Latar Belakang: Trans Uretral Reseksi Prostat merupakan Gold Standar untuk BPH (Benigna Prostat Hiperplasia) di dunia, tindakan ini dilakukan dengan cara reseksi atau pengerokan jaringan prostat melalui uretra dengan alat resektoskop dengan tujuan destruksi dari saluran kencing. Traksi kateter bertujuan mengurangi perdarahan dengan menarik balon kateter ke arah balderneck dan menghalangi masuknya perdarahan prostat kedalam kandung kemih.
Tujuan Penelitian: Mengetahui pengaruh pemasangan traksi kateter pada pasien Post Op TURP terhadap timbulnya perdarahan.
Metode Penelitian: Jenis penelitian ini menggunakan desain pra experiment one-group pra test post test design.
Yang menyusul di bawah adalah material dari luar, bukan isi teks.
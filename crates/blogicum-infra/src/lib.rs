//! # Blogicum Infrastructure
//!
//! Concrete implementations of the ports defined in `blogicum-core`.
//!
//! ## Feature Flags
//!
//! - `postgres` (default) - PostgreSQL repositories via SeaORM
//! - `minimal` - in-memory repositories only

pub mod auth;
pub mod database;
pub mod memory;

pub use auth::{Argon2PasswordService, JwtConfig, JwtTokenService};
pub use database::DatabaseConfig;
pub use memory::InMemoryStore;

#[cfg(feature = "postgres")]
pub use database::DatabaseConnections;
//! Authentication handlers.

use actix_web::{HttpResponse, web};
use std::sync::Arc;

use blogicum_core::DomainError;
use blogicum_core::domain::{MAX_USERNAME_LENGTH, User};
use blogicum_core::ports::{
    AuthError, BaseRepository, PasswordService, TokenService, UserRepository,
};
use blogicum_shared::dto::{AuthResponse, LoginRequest, RegisterUserRequest};

use super::views;
use crate::middleware::auth::Identity;
use crate::middleware::error::{AppError, AppResult};
use crate::state::AppState;

const MIN_PASSWORD_LENGTH: usize = 8;

fn token_response(
    token_service: &dyn TokenService,
    user: &User,
) -> Result<AuthResponse, AuthError> {
    Ok(AuthResponse {
        access_token: token_service.generate_token(user.id, &user.username)?,
        token_type: "Bearer".to_string(),
        expires_in: token_service.expiration_seconds().max(0) as u64,
    })
}

/// POST /api/auth/register
pub async fn register(
    state: web::Data<AppState>,
    token_service: web::Data<Arc<dyn TokenService>>,
    password_service: web::Data<Arc<dyn PasswordService>>,
    body: web::Json<RegisterUserRequest>,
) -> AppResult<HttpResponse> {
    let req = body.into_inner();
    let username = req.username.trim().to_string();

    if username.is_empty() || username.contains(char::is_whitespace) {
        return Err(AppError::BadRequest("Invalid username".to_string()));
    }
    if username.chars().count() > MAX_USERNAME_LENGTH {
        return Err(AppError::BadRequest(format!(
            "Username must be at most {MAX_USERNAME_LENGTH} characters"
        )));
    }
    if req.email.is_empty() || !req.email.contains('@') {
        return Err(AppError::BadRequest("Invalid email address".to_string()));
    }
    if req.password.len() < MIN_PASSWORD_LENGTH {
        return Err(AppError::BadRequest(format!(
            "Password must be at least {MIN_PASSWORD_LENGTH} characters"
        )));
    }

    let users = &state.blog.repositories().users;
    if users.find_by_username(&username).await?.is_some() {
        return Err(AppError::Conflict("Username already taken".to_string()));
    }
    if users.find_by_email(&req.email).await?.is_some() {
        return Err(AppError::Conflict("Email already registered".to_string()));
    }

    let password_hash = password_service.hash(&req.password)?;
    let user = users
        .create(User::new(username, req.email, password_hash))
        .await?;
    tracing::info!(user_id = %user.id, username = %user.username, "User registered");

    Ok(HttpResponse::Created().json(token_response(token_service.get_ref().as_ref(), &user)?))
}

/// POST /api/auth/login
pub async fn login(
    state: web::Data<AppState>,
    token_service: web::Data<Arc<dyn TokenService>>,
    password_service: web::Data<Arc<dyn PasswordService>>,
    body: web::Json<LoginRequest>,
) -> AppResult<HttpResponse> {
    let req = body.into_inner();
    let username = req.username.trim();

    let user = state
        .blog
        .repositories()
        .users
        .find_by_username(username)
        .await?
        .ok_or(AuthError::InvalidCredentials)?;

    if !password_service.verify(&req.password, &user.password_hash)? {
        tracing::debug!(%username, "Rejected login");
        return Err(AuthError::InvalidCredentials.into());
    }

    Ok(HttpResponse::Ok().json(token_response(token_service.get_ref().as_ref(), &user)?))
}

/// GET /api/auth/me
pub async fn me(state: web::Data<AppState>, identity: Identity) -> AppResult<HttpResponse> {
    let user = state
        .blog
        .repositories()
        .users
        .find_by_id(identity.user_id)
        .await?
        .ok_or(DomainError::Unauthorized)?;

    Ok(HttpResponse::Ok().json(views::user(&user)))
}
Penelitian ini dilaksanakan di Ruang Seruni RSUD Gambiran Kota Kediri pada tanggal 20 Februari 2012-20 April 2012. Subjek penelitian adalah pasien Post Op TURP yang dirawat di Ruang Seruni RSUD Gambiran Kota Kediri diambil dengan menggunakan teknik Purposive Sampling. Jumlah sampel yang didapat sebanyak 25 orang dan sudah ditentukan berdasarkan kriteria inklusi dan ekslusi. Pengumpulan data dilakukan dengan menggunakan lembar observasi. Data dianalisis menggunakan Uji Cochran.
Hasil: Dari observasi 30 menit menjelang akhir operasi sebelum pemasangan traksi kateter terjadi perdarahan sebesar 48%, setelah pemasangan traksi kateter diobservasi 1-12 jam terjadi perdarahan sebesar 20% dan observasi 12-24 jam terjadi perdarahan sebesar 8%.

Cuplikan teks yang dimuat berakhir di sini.